As mentioned, the young people that Cytter collaborates with in her films and plays are not trained actors most of the time. They present the script in very different tone than would professional actors, marked by the lack of emotional expression. The selection of non-professional actors and the way in which she works with trained actors conveys an interesting aspect of the atmosphere produced between reality and the filmed performance, producing a certain conflict between reality and fiction as well as between reality and representation. She investigates the rules and norms of representation that we take for granted in art, and life as well. These rules not only govern our actions but emotional states and how we express them. She uses different genres too, from melodrama, thriller, and film noir to soap operas, making her films/stories very familiar but disturbing at the same time as they don’t provide the expected satisfaction of pure entertainment.
Her work presents a certain degree of honesty in its representation so that its artificial side is made more than obvious. In her scripts, actors usually break the boundary between play and reality, through said sentences referring to the subtitles in the film of script itself, reminding us that what is seen is a staged performance, and that the players are paid to be there. In her play SHOW REAL DRAMA, actress Susanne Meyer says: My name is Susanne Meyer… I am paid to be standing here and talking to…”
Although called films, the videos are shot in a homemade style with a hand held camera and shaky shots. In interviews she usually mentions Quentin Tarantino, Lars von Trier, Alfred Hitchcock, Pier Paolo Pasolini as inspiration for the works. In her films language plays a very important role. Actors usually switch from English to German to French, voices overlap each other, voices in the background appear and disappear, and overlap again and again. In many of the works she challenges a chronological notion of time and how time is developed in mainstream film and theater. Thus, many actions and parts of the scripts appear over and over and the story usually progresses in unexpected directions. For her first exhibition in China, Cytter will present four films works that will act as a small overview of Cytter’s work over the last decade (although this will be difficult to do, as she has produced over 40 films in that time).
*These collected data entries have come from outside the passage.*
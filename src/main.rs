use clap::Parser;
use health_reporter::cli::Cli;
use health_reporter::config::load_maintainer_config;
use health_reporter::github::GithubApi;
use health_reporter::models::Result;
use health_reporter::report::Reporter;
use health_reporter::wait;
use std::sync::Arc;
use tokio::signal;
use tracing::{error, info};
use tracing_subscriber::EnvFilter;

#[tokio::main]
async fn main() -> Result<()> {
    dotenv::dotenv().ok();

    let cli = Cli::parse();

    // Setup logging
    let directive = format!("health_reporter={},hyper=warn,octocrab=warn", cli.log_level);
    tracing_subscriber::fmt()
        .with_env_filter(
            EnvFilter::try_from_default_env().unwrap_or_else(|_| EnvFilter::new(directive)),
        )
        .init();

    info!("Starting weekly email report tool");

    cli.validate()?;

    info!(path = %cli.maintainers, "Loading maintainer configuration");
    let config = load_maintainer_config(&cli.maintainers).await?;

    info!(
        maintainers = config.maintainers.len(),
        cc_emails = config.cc_emails.len(),
        smtp_server = %config.smtp.server,
        "Maintainer configuration loaded"
    );

    let client = Arc::new(GithubApi::from_env()?);
    let (cancel_handle, cancel_signal) = wait::channel();

    let reporter = Reporter::new(client, cancel_signal);
    let options = cli.report_options();

    tokio::select! {
        result = reporter.generate_and_send_weekly_reports(&config, &options) => {
            if let Err(e) = result {
                error!(error = %e, "Failed to generate and send weekly reports");
                return Err(e);
            }
        }
        _ = signal::ctrl_c() => {
            info!("Received Ctrl+C, shutting down gracefully...");
            cancel_handle.cancel();
            return Ok(());
        }
    }

    if cli.dry_run {
        info!("Dry run completed successfully");
    } else if cli.preview {
        info!("Preview completed successfully");
    } else {
        info!("Weekly reports sent successfully");
    }

    Ok(())
}
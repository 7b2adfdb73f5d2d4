use crate::models::{RepoKey, Result};
use serde::{Deserialize, Serialize};
use thiserror::Error;

/// Fatal configuration problems. These abort the run before any network
/// activity happens.
#[derive(Debug, Error)]
pub enum ConfigError {
    #[error("issue_response_time_hours must be >= 1 (got {0})")]
    InvalidIssueResponseTime(i64),

    #[error("pr_review_wait_hours must be >= 1 (got {0})")]
    InvalidPrReviewWait(i64),

    #[error("pr_awaiting_author_response_days must be >= 1 (got {0})")]
    InvalidPrAwaitingAuthorDays(i64),

    #[error("SMTP_USERNAME and SMTP_PASSWORD environment variables must be set")]
    MissingSmtpCredentials,

    #[error("no maintainers configured")]
    NoMaintainers,
}

#[derive(Debug, Clone, Deserialize, Serialize)]
pub struct MaintainerConfig {
    pub maintainers: Vec<Maintainer>,

    #[serde(default)]
    pub cc_emails: Vec<String>,

    pub smtp: SmtpConfig,

    #[serde(default)]
    pub goals: Option<GoalsConfig>,

    #[serde(default)]
    pub action_items: Option<ActionItemsConfig>,

    #[serde(default)]
    pub history: HistoryConfig,
}

#[derive(Debug, Clone, Deserialize, Serialize)]
pub struct Maintainer {
    pub org: String,
    pub repo: String,
    pub email: String,
    pub name: String,
}

impl Maintainer {
    pub fn repo_key(&self) -> RepoKey {
        RepoKey::new(self.org.clone(), self.repo.clone())
    }
}

#[derive(Debug, Clone, Deserialize, Serialize)]
pub struct SmtpConfig {
    pub server: String,
    pub port: u16,
    pub from_email: String,
    pub from_name: String,
}

#[derive(Debug, Clone, Deserialize, Serialize)]
pub struct GoalsConfig {
    pub enabled: bool,

    #[serde(default)]
    pub backlog_baseline: i64,

    /// Date the backlog baseline was captured, YYYY-MM-DD.
    #[serde(default)]
    pub backlog_baseline_date: String,

    /// Filenames whose presence counts as ownership documentation.
    #[serde(default)]
    pub ownership_files: Vec<String>,
}

#[derive(Debug, Clone, Deserialize, Serialize)]
pub struct ActionItemsConfig {
    pub enabled: bool,

    pub issue_response_time_hours: i64,
    pub pr_review_wait_hours: i64,

    #[serde(default)]
    pub check_default_branch_ci: bool,
    #[serde(default)]
    pub check_approved_prs: bool,
    #[serde(default)]
    pub check_external_contributors: bool,
    #[serde(default)]
    pub check_prs_awaiting_author: bool,

    #[serde(default)]
    pub pr_awaiting_author_response_days: i64,
}

impl ActionItemsConfig {
    /// Threshold validation is eager and fatal. Zero-value cutoffs would flag
    /// every item in every repo, so refuse them before any network call.
    pub fn validate(&self) -> std::result::Result<(), ConfigError> {
        if !self.enabled {
            return Ok(());
        }
        if self.issue_response_time_hours <= 0 {
            return Err(ConfigError::InvalidIssueResponseTime(
                self.issue_response_time_hours,
            ));
        }
        if self.pr_review_wait_hours <= 0 {
            return Err(ConfigError::InvalidPrReviewWait(self.pr_review_wait_hours));
        }
        if self.check_prs_awaiting_author && self.pr_awaiting_author_response_days <= 0 {
            return Err(ConfigError::InvalidPrAwaitingAuthorDays(
                self.pr_awaiting_author_response_days,
            ));
        }
        Ok(())
    }
}

/// Where the dashboard snapshot archives live and where the published
/// dashboards can be linked.
#[derive(Debug, Clone, Deserialize, Serialize)]
pub struct HistoryConfig {
    pub community_health_dir: String,
    pub stale_dir: String,
    pub dashboard_base_url: String,
    pub days: usize,
}

impl Default for HistoryConfig {
    fn default() -> Self {
        Self {
            community_health_dir: "community-health-dashboard/data/history".to_string(),
            stale_dir: "stale-dashboard/data/history".to_string(),
            dashboard_base_url: "https://konveyor.github.io/release-tools".to_string(),
            days: 14,
        }
    }
}

impl MaintainerConfig {
    pub fn validate(&self) -> std::result::Result<(), ConfigError> {
        if self.maintainers.is_empty() {
            return Err(ConfigError::NoMaintainers);
        }
        if let Some(action_items) = &self.action_items {
            action_items.validate()?;
        }
        Ok(())
    }

    pub fn goals_enabled(&self) -> bool {
        self.goals.as_ref().map(|g| g.enabled).unwrap_or(false)
    }

    pub fn action_items_enabled(&self) -> bool {
        self.action_items
            .as_ref()
            .map(|a| a.enabled)
            .unwrap_or(false)
    }
}

pub async fn load_maintainer_config(path: &str) -> Result<MaintainerConfig> {
    let content = tokio::fs::read_to_string(path).await?;
    let config: MaintainerConfig = serde_yaml::from_str(&content)?;
    config.validate()?;
    Ok(config)
}

#[cfg(test)]
mod tests {
    use super::*;

    fn action_items() -> ActionItemsConfig {
        ActionItemsConfig {
            enabled: true,
            issue_response_time_hours: 24,
            pr_review_wait_hours: 48,
            check_default_branch_ci: true,
            check_approved_prs: true,
            check_external_contributors: true,
            check_prs_awaiting_author: true,
            pr_awaiting_author_response_days: 3,
        }
    }

    #[test]
    fn valid_thresholds_pass() {
        assert!(action_items().validate().is_ok());
    }

    #[test]
    fn zero_issue_threshold_is_fatal() {
        let mut cfg = action_items();
        cfg.issue_response_time_hours = 0;
        assert!(matches!(
            cfg.validate(),
            Err(ConfigError::InvalidIssueResponseTime(0))
        ));
    }

    #[test]
    fn negative_review_threshold_is_fatal() {
        let mut cfg = action_items();
        cfg.pr_review_wait_hours = -1;
        assert!(matches!(
            cfg.validate(),
            Err(ConfigError::InvalidPrReviewWait(-1))
        ));
    }

    #[test]
    fn awaiting_author_threshold_only_checked_when_enabled() {
        let mut cfg = action_items();
        cfg.pr_awaiting_author_response_days = 0;
        assert!(cfg.validate().is_err());

        cfg.check_prs_awaiting_author = false;
        assert!(cfg.validate().is_ok());
    }

    #[test]
    fn disabled_config_skips_validation() {
        let mut cfg = action_items();
        cfg.enabled = false;
        cfg.issue_response_time_hours = 0;
        assert!(cfg.validate().is_ok());
    }

    #[test]
    fn parses_minimal_yaml() {
        let yaml = r#"
maintainers:
  - org: konveyor
    repo: tackle2-hub
    email: dev@example.com
    name: Dev
smtp:
  server: smtp.example.com
  port: 587
  from_email: bot@example.com
  from_name: Health Bot
"#;
        let config: MaintainerConfig = serde_yaml::from_str(yaml).unwrap();
        assert!(config.validate().is_ok());
        assert_eq!(config.history.days, 14);
        assert!(!config.goals_enabled());
        assert!(!config.action_items_enabled());
    }
}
Her early work “Brush” made in 2001 in Israel, was an important transition for her as it was her first lengthy film production. Dubbed into English much later in 2007, the artist developed a love story in six parts between a man and a woman who are brought together through a symbol on a metal hair brush that appears at the beginning of the movie. In this story the symbol is both the reason for them to fall in love and, in the end, the reason that they separate. The fact that their relationship turns out to be a one night stand gives further insight into the loneliness and anxiety within both of the characters. The fact that it is a black and white movie, dubbed in English, creates yet another layer that somehow reminds the viewer of early film production, but in a very low-tech format, where the dubbed language creates a slight distance between the language heard and the actual language of the actors.
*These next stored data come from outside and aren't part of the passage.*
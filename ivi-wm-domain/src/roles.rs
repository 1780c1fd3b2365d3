//! Translation between the drawing names clients send and canonical roles.
//!
//! Legacy clients identify themselves with names such as `"Navigation"`;
//! internally everything is keyed by canonical roles such as `"map"`.
//! Events are reported back under the name the client last used.

use std::collections::HashMap;
use std::path::Path;

use regex::Regex;
use serde::Deserialize;
use tracing::debug;

use crate::layer_map::defaults::DEFAULT_OLD_ROLES_JSON;
use crate::layer_map::{full_match, LayerMap, LayerMapError};

#[derive(Debug, Clone, Deserialize)]
pub struct OldRolesDocument {
    pub old_roles: Vec<OldRoleEntry>,
}

#[derive(Debug, Clone, Deserialize)]
pub struct OldRoleEntry {
    pub name: String,
    pub new: String,
}

#[derive(Debug, Clone)]
struct Alias {
    pattern: Regex,
    role: String,
}

#[derive(Debug, Clone, Default)]
pub struct RoleAliasTable {
    aliases: Vec<Alias>,
    labels: HashMap<String, String>,
}

impl RoleAliasTable {
    pub fn from_document(doc: OldRolesDocument) -> Result<Self, LayerMapError> {
        let aliases = doc
            .old_roles
            .into_iter()
            .map(|entry| {
                Ok(Alias {
                    pattern: full_match(&entry.name)?,
                    role: entry.new,
                })
            })
            .collect::<Result<Vec<_>, LayerMapError>>()?;
        Ok(Self {
            aliases,
            labels: HashMap::new(),
        })
    }

    pub fn from_json(json: &str) -> Result<Self, LayerMapError> {
        Self::from_document(serde_json::from_str(json)?)
    }

    pub fn with_defaults() -> Result<Self, LayerMapError> {
        Self::from_json(DEFAULT_OLD_ROLES_JSON)
    }

    pub fn load(path: Option<&Path>) -> Result<Self, LayerMapError> {
        Self::from_json(&LayerMap::read_document(path, DEFAULT_OLD_ROLES_JSON)?)
    }

    /// Canonical role for an external drawing name. Names without an alias
    /// are already canonical.
    pub fn canonical(&self, drawing_name: &str) -> String {
        match self.aliases.iter().find(|a| a.pattern.is_match(drawing_name)) {
            Some(alias) => {
                debug!(drawing_name, role = %alias.role, "Converted legacy role");
                alias.role.clone()
            }
            None => drawing_name.to_string(),
        }
    }

    /// Remembers which external name a client used for `role`.
    pub fn remember_label(&mut self, role: &str, drawing_name: &str) {
        self.labels.insert(role.to_string(), drawing_name.to_string());
    }

    /// External name to report `role` under.
    pub fn label<'a>(&'a self, role: &'a str) -> &'a str {
        self.labels.get(role).map(String::as_str).unwrap_or(role)
    }

    pub fn forget_label(&mut self, role: &str) {
        self.labels.remove(role);
    }
}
“Der Spiegel,” produced in 2007, is one of the most exhibited works by Cytter, for which she worked with trained actors. The rhythm of the movie is very fast and the dialogues are chanted to an urgent rhythm. “Der Spiegel” tells the story of woman in her forty’s facing her naked image in the mirror, and the fact that she is not a girl but a woman in the eyes of men. The desire for love and to be loved is enveloped in a complex love triangle between woman, husband and lover, presented in a looped format without end.
“Four Seasons” has the atmosphere of a thriller, with dramatic music. The opening scene involves a woman bleeding heavily in his bath tub while a woman ─ his neighbor, Lucy ─ comes over to complain about the noise. The neighbor calls her again and again “Stella.” The story overlaps in time between two characters wherein one woman is brutally murdered by a man, while in the other they are shown in a home setting. The two seem to be strangers, but share the memory, full of passion and violence. The narrative between the two is interrupted by a rather neutral male voice, describing labyrinthine architecture inspired by Borghes’ short story “Immortal.” Aside from the ways that the film uncovers and makes apparent certain artificial aspects of cinema, “Four Seasons” is filled with a great intensity and consists of poetic scenes.
In her latest work, “Video Art Manual,” the piece starts with shot of a young man in an office like setting who confidently explains that he will reveal the mysteries of the new media that established a new type of viewer (i.e. those who became the producers of content). The story shifts when there is an electricity outage, and consequently there is no internet, no hot water, no TV, no mobile phones, no refridgerator. The only thing working is a wooden duck telephone that was sitting on the table of the young man who first introduced the manual. “Video Art Manual” touches on issues of human boredom and melancholy, when the only thing them mind turns to in these moments when we are left alone is death and our own loneliness. There is no other possible entertainment. With a sense of humor, Cytter looks at today’s image production ─ its distribution and consumption, as well as how it influences daily life. Asking simply: Can anyone imagine tomorrow without power?
Keren Cytter applies her own doubts as points of departure for her work ─ doubts and anxiety in human relations, communication, our choices of entertainment, image production in life and art, and so on. Her work reminds us of the lack of belief in basic human values.